Pendekar Mabuk kerutkan dahinya kuat-kuat, karena ia tak paham maksud kata-kata
itu. Walaupun ia akhirnya mempunyai kesimpulan tentang suara tersebut, tapi ia
sangsi dengan kesimpulannya sendiri. Tak heran jika Suto pun mendesak suara
tersebut untuk mengaku dengan jelas siapa dirinya.
"Jika kau tak mau menyebutkan siapa dirimu, aku tak mau mendengarkan kata-
katamu!" "Kurasa kau telah menyimpulkan dalam hatimu siapa diriku sebenarnya," ujar suara
itu bernada tegas dan
berwibawa. "Jangan kau bantah sendiri kesimpulan batinmu itu, Suto. Memang
akulah yang bicara padamu saat ini. Aku adalah yang selalu menyertaimu ke mana
pun kau pergi, karena aku selalu kau bawa-bawa dalam keadaan senang maupun
susah." "Apakah... apakah kau adalah jelmaan dari bumbung tuakku?"

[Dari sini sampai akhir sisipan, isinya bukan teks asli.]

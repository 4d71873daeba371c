//! The name engine: composes every resolver into one release name.

use crate::audio::{self, AudioLabel};
use crate::codec::{self, VideoCodec};
use crate::colour::{self, ColourSpace};
use crate::error::{NamingError, NamingWarning, Result};
use crate::group::{clean_group, GroupPolicy, GroupVerdict, VideoCategory};
use crate::hints::FilenameHints;
use crate::language;
use crate::resolution;
use crate::sanitize::sanitize;
use crate::types::{
    CatalogRecord, EpisodeInfo, FormatVariant, MediaDescriptor, ReleaseName, ReleaseOptions,
};
use chrono::{Datelike, NaiveDate};
use tracing::{debug, info, warn};

const FALLBACK_GROUP: &str = "NOGRP";

/// Every intermediate label that went into a name.
#[derive(Debug, Clone, PartialEq, Eq)]
#[cfg_attr(feature = "serde", derive(serde::Serialize))]
pub struct Labels {
    pub title: String,
    pub year: String,
    pub episode: Option<EpisodeInfo>,
    pub resolution: String,
    pub source: String,
    pub codec: VideoCodec,
    pub audio: Option<AudioLabel>,
    pub colour_space: ColourSpace,
    pub language: String,
    pub group: GroupVerdict,
    pub edition: Option<String>,
    pub repack: bool,
}

/// A derived name plus the advisory results gathered on the way.
#[derive(Debug, Clone, PartialEq, Eq)]
#[cfg_attr(feature = "serde", derive(serde::Serialize))]
pub struct Derivation {
    pub name: ReleaseName,
    pub labels: Labels,
    pub warnings: Vec<NamingWarning>,
}

impl Derivation {
    /// The banned-group warning, if any. Upload steps must stop on this.
    pub fn banned_group(&self) -> Option<&NamingWarning> {
        self.warnings.iter().find(|w| w.is_banned_group())
    }
}

/// Derives release names.
///
/// Holds only the immutable group policy, so one engine can be shared across
/// threads and called for any number of files.
#[derive(Debug, Clone, Default)]
pub struct NameEngine {
    policy: GroupPolicy,
}

impl NameEngine {
    pub fn new(policy: GroupPolicy) -> Self {
        Self { policy }
    }

    pub fn policy(&self) -> &GroupPolicy {
        &self.policy
    }

    /// Derive the release name for one file.
    ///
    /// `episode` supplies season/episode markers for series; when absent they
    /// are read from the file name. Fails only when a required field can
    /// neither be derived nor taken from `opts`.
    pub fn derive(
        &self,
        media: &MediaDescriptor,
        catalog: &CatalogRecord,
        opts: &ReleaseOptions,
        episode: Option<&EpisodeInfo>,
    ) -> Result<Derivation> {
        let hints = FilenameHints::parse(&media.file_name);
        let mut warnings = Vec::new();

        let mut title = catalog.display_title.replace(':', "");
        if catalog.is_movie {
            if let Some(country) = non_empty(catalog.country_code.as_deref()) {
                title.push(' ');
                title.push_str(country);
            }
        }

        let year = catalog_year(catalog.release_date.as_deref(), &mut warnings);

        let episode = if catalog.is_movie {
            None
        } else {
            let info = episode
                .cloned()
                .or_else(|| hints.episode_info())
                .ok_or(NamingError::missing("season"))?;
            if opts.per_episode && info.episode.is_none() {
                return Err(NamingError::missing("episode"));
            }
            Some(info)
        };

        let resolution = match non_empty(opts.resolution.as_deref()) {
            Some(res) => res.to_string(),
            None => resolution::resolve(
                media.width,
                media.height,
                media.frame_rate.as_deref(),
                media.interlaced,
            )?
            .to_string(),
        };

        let source = opts.source_label.trim().to_string();
        let codec = codec::resolve(
            &media.video_format,
            &media.video_codec_id,
            &media.file_name,
            &source,
        );

        let audio = match &media.audio {
            Some(track) => {
                let label = audio::resolve(track);
                if !label.recognized {
                    warn!(tag = %label.format, "unknown audio format");
                    warnings.push(NamingWarning::UnknownAudioFormat {
                        tag: label.format.clone(),
                    });
                }
                Some(label)
            }
            None => {
                warn!(file = %media.file_name, "no audio track found");
                warnings.push(NamingWarning::NoAudioTrack);
                None
            }
        };

        let colour_space = colour::resolve(media);

        let language = match non_empty(opts.language.as_deref()) {
            Some(lang) => lang.to_string(),
            None => media
                .audio
                .as_ref()
                .and_then(|a| a.language.as_deref())
                .map(language::resolve)
                .unwrap_or_default(),
        };
        if language.is_empty() && opts.format_variant == FormatVariant::ExtendedTrackerFormat {
            return Err(NamingError::missing("language"));
        }

        let group_name = opts
            .release_group
            .as_deref()
            .and_then(clean_group)
            .or_else(|| hints.release_group.clone())
            .unwrap_or_else(|| FALLBACK_GROUP.to_string());
        let category = VideoCategory::classify(&source, &media.file_name);
        let group = self.policy.evaluate(&group_name, category);
        if !group.allowed {
            warnings.push(NamingWarning::BannedGroup {
                group: group.group.clone(),
                category,
            });
        }

        let labels = Labels {
            title,
            year,
            episode,
            resolution,
            source,
            codec,
            audio,
            colour_space,
            language,
            group,
            edition: non_empty(opts.edition.as_deref()).map(str::to_string),
            repack: opts.repack || hints.repack,
        };
        debug!(?labels, "resolved labels");

        let extension = container_extension(&opts.container_extension);
        let raw = match opts.format_variant {
            FormatVariant::Standard => assemble_standard(&labels, extension),
            FormatVariant::ExtendedTrackerFormat => assemble_extended(&labels, extension),
        };
        let name = sanitize(&raw);
        info!(name = %name, variant = %opts.format_variant, "derived release name");

        Ok(Derivation {
            name,
            labels,
            warnings,
        })
    }
}

fn non_empty(value: Option<&str>) -> Option<&str> {
    value.map(str::trim).filter(|v| !v.is_empty())
}

/// Four-digit year of a `YYYY-MM-DD` date; empty when absent or malformed.
fn catalog_year(date: Option<&str>, warnings: &mut Vec<NamingWarning>) -> String {
    let Some(date) = non_empty(date) else {
        return String::new();
    };
    match NaiveDate::parse_from_str(date, "%Y-%m-%d") {
        Ok(parsed) => format!("{:04}", parsed.year()),
        Err(e) => {
            warn!(date, error = %e, "malformed catalog release date");
            warnings.push(NamingWarning::MalformedCatalogDate {
                value: date.to_string(),
            });
            String::new()
        }
    }
}

fn container_extension(ext: &str) -> &str {
    match ext.trim().trim_start_matches('.') {
        "" => "mkv",
        ext => ext,
    }
}

/// `Title.Year.[SxxEyy.[EpTitle.]][Edition.][REPACK.]Res.Source.Audio.Codec-Group.ext`
fn assemble_standard(labels: &Labels, extension: &str) -> String {
    let mut parts = vec![labels.title.clone(), labels.year.clone()];
    if let Some(episode) = &labels.episode {
        parts.push(episode.marker());
        parts.extend(episode.episode_title.clone());
    }
    parts.extend(labels.edition.clone());
    if labels.repack {
        parts.push("REPACK".to_string());
    }
    parts.push(labels.resolution.clone());
    parts.push(labels.source.clone());
    parts.extend(labels.audio.as_ref().map(AudioLabel::compact));
    parts.push(labels.codec.standard_label());

    let body = parts
        .into_iter()
        .filter(|p| !p.trim().is_empty())
        .collect::<Vec<_>>()
        .join(".");
    fold_standard(&format!("{}-{}.{}", body, labels.group.group, extension))
}

/// Spaces become dots; apostrophes and `é` are dropped; runs of dots and
/// hyphens collapse to one.
fn fold_standard(name: &str) -> String {
    let mut out: String = name
        .chars()
        .filter(|c| !matches!(c, '\'' | '\u{2019}' | 'é'))
        .map(|c| if c == ' ' { '.' } else { c })
        .collect();
    while out.contains("..") {
        out = out.replace("..", ".");
    }
    while out.contains("--") {
        out = out.replace("--", "-");
    }
    out
}

/// `Title (Year)[ - SxxEyy[ - EpTitle]][ Edition] (Res Source Codec Colour Audio Lang - Group)[ [REPACK]].ext`
fn assemble_extended(labels: &Labels, extension: &str) -> String {
    let mut head = labels.title.clone();
    if !labels.year.is_empty() {
        head.push_str(&format!(" ({})", labels.year));
    }
    if let Some(episode) = &labels.episode {
        head.push_str(" - ");
        head.push_str(&episode.marker());
        if let Some(title) = non_empty(episode.episode_title.as_deref()) {
            head.push_str(" - ");
            head.push_str(title);
        }
    }
    if let Some(edition) = &labels.edition {
        head.push(' ');
        head.push_str(edition);
    }

    let details = [
        labels.resolution.clone(),
        labels.source.clone(),
        labels.codec.to_string(),
        labels.colour_space.to_string(),
        labels.audio.as_ref().map(ToString::to_string).unwrap_or_default(),
        labels.language.clone(),
    ]
    .into_iter()
    .filter(|d| !d.is_empty())
    .collect::<Vec<_>>()
    .join(" ");

    let mut name = format!("{} ({} - {})", head, details, labels.group.display_tag);
    if labels.repack {
        name.push_str(" [REPACK]");
    }
    name.push('.');
    name.push_str(extension);
    name
}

"Benar! Kau tak perlu sangsikan diriku."
"Ooh..." Jadi... jadi kau adalah Eyang Buyut Guru...."
"Jangan kau sebut namaku jika kau tak ingin Gua Pedupan ini hancur karena
badai!" "Ampun. Eyang Buyut Guru...!" Suto Sinting langsung bersujud menyembah hingga wajahnya mencium tanah. Sang Tiara pun ikut-ikutan bersujud memberi hormat tinggi-tinggi.
Suto segera mengetahui bahwa suara itu adalah milik seorang tokoh lama yang
menjadi gurunya Eyang
Purbapati dan Nini Galih. Sedangkan Nini Galih dan Purbapati adalah guru dari
Gila Tuak dan Bidadari Jalang.
Suto tahu, siapa yang menjelma menjadi bumbung tuaknya. Suto juga tahu, siapa
yang namanya tak boleh disebut, sebab jika disebutkan akan datang badai petir
mengerikan. Tokoh sakti itu tak lain adalah Wijayasura yang dalam silsilahnya
sebagai Eyang Buyut Guru dari Suto Sinting, (Baca serial Pendekar Mabuk dalam
episode : "Pedang Guntur Biru").
"Suto, kusarankan padamu, hentikanlah semadimu ini, Nak. Kau sudah menjadi
seorang pemuda yang sarat
dengan kesaktian, ilmu yang kau miliki sudah termasuk ilmu gila-gilaan, sampai-
sampai kau dijuluki Suto Sinting. Kurasa sudah tak perlu harus lakukan semadi.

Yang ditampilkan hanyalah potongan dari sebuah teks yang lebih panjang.